Maybe the reptilian slant to Lloyd’s story is just a case of like resonating with like. After all, every human being shares some of the same genetic codes with reptiles. In fact, if you’ve ever run across Paul MacLean’s triune brain theory, you’ll know that the human brain is actually three-brains-in-one. The oldest part of the brain (the brain stem and cerebellum) is known as the reptilian brain, or R-complex. The reptilian brain is all about physical survival–the three F’s (Feed me! Fight me! Fuck me!… Didn’t I already mention that somewhere?). R-complex behavior is automatic, ritualistic, and highly resistant to change–just like the Vatican. So it would follow that people who identify too strongly with their reptilian brain functions might resonate with dinosaurs and snakes and their legacy of reptilian archetypes, which turn up so often in our creation myths and dreams.
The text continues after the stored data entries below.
#[tokio::test]
async fn test_optional_dimension_chain_without_filter() {
    let dir = TempDir::new().unwrap();
    let registry = open_registry(&dir);
    let mut def = instrument_x();
    def.extra_headers.insert("slot".into(), "SLOT".into());
    def.extra_dimensions.push(DimensionSpec {
        name: "filter_slot".into(),
        key_source: "slot".into(),
        requires: vec![INSTRUMENT.into(), "physical_filter".into()],
        required: false,
    });
    let orch = orchestrator(registry.clone(), def);
    let files: Vec<PathBuf> = (0..2)
        .map(|detector| {
            let mut c = cards(1001, detector);
            c.retain(|(k, _)| *k != "FILTER");
            c.push(("SLOT", "'A'".to_string()));
            write_cards(dir.path(), &format!("{}.fits", detector), &c)
        })
        .collect();

    let report = orch.ingest(files, &IngestConfig::new("X")).await.unwrap();

    assert_eq!(report.outcome, BatchOutcome::Completed);
    assert_eq!(report.count(FileState::Succeeded), 2);
    assert!(report.exit_success());
    assert_eq!(registry.count_dimension_records("filter_slot").unwrap(), 0);
    assert_eq!(registry.count_datasets().unwrap(), 2);
}

#[tokio::test]
async fn test_conflicting_target_name_is_not_discarded() {
    let dir = TempDir::new().unwrap();
    let registry = open_registry(&dir);
    let orch = orchestrator(registry.clone(), instrument_x());
    let mut first = cards(1001, 0);
    first.push(("OBJECT", "'M31'".to_string()));
    let mut second = cards(1001, 1);
    second.push(("OBJECT", "'M33'".to_string()));
    let mut third = cards(1001, 2);
    third.push(("OBJECT", "'M31'".to_string()));
    let files = vec![
        write_cards(dir.path(), "a.fits", &first),
        write_cards(dir.path(), "b.fits", &second),
        write_cards(dir.path(), "c.fits", &third),
    ];

    let report = orch.ingest(files, &IngestConfig::new("X")).await.unwrap();

    assert!(report.results[0].is_success());
    assert_eq!(report.results[1].error_kind, Some(ErrorKind::ConflictingDefinition));
    assert!(report.results[2].is_success());
    assert_eq!(registry.count_datasets().unwrap(), 2);
    let stored = registry.fetch_exposure("X", 1001).unwrap().unwrap();
    assert_eq!(stored.target_name.as_deref(), Some("M31"));
}
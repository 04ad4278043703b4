//! Transactional dimension and exposure catalog with foreign-key enforcement.

pub mod client;
pub mod schema;
pub mod sqlite;

pub use client::{ExposureInsert, RegistryClient, RegistryTransaction, SyncOutcome};
pub use sqlite::{RegistryStats, SqliteRegistry, SqliteTransaction};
Or maybe there’s more to it than that. Maybe in some cheap-ass sci-fi version of the Many-Worlds Interpretation from quantum physics, a parallel universe was created when a meteor slammed into the Yucatán 65 million years ago and dinosaurs survived the Ice Age by going underground. And now that parallel universe is interacting with our own and the dinosaurs have evolved into big-brained, blood-swilling Tyrannohumans who want us to take out high-interest loans on our credit cards.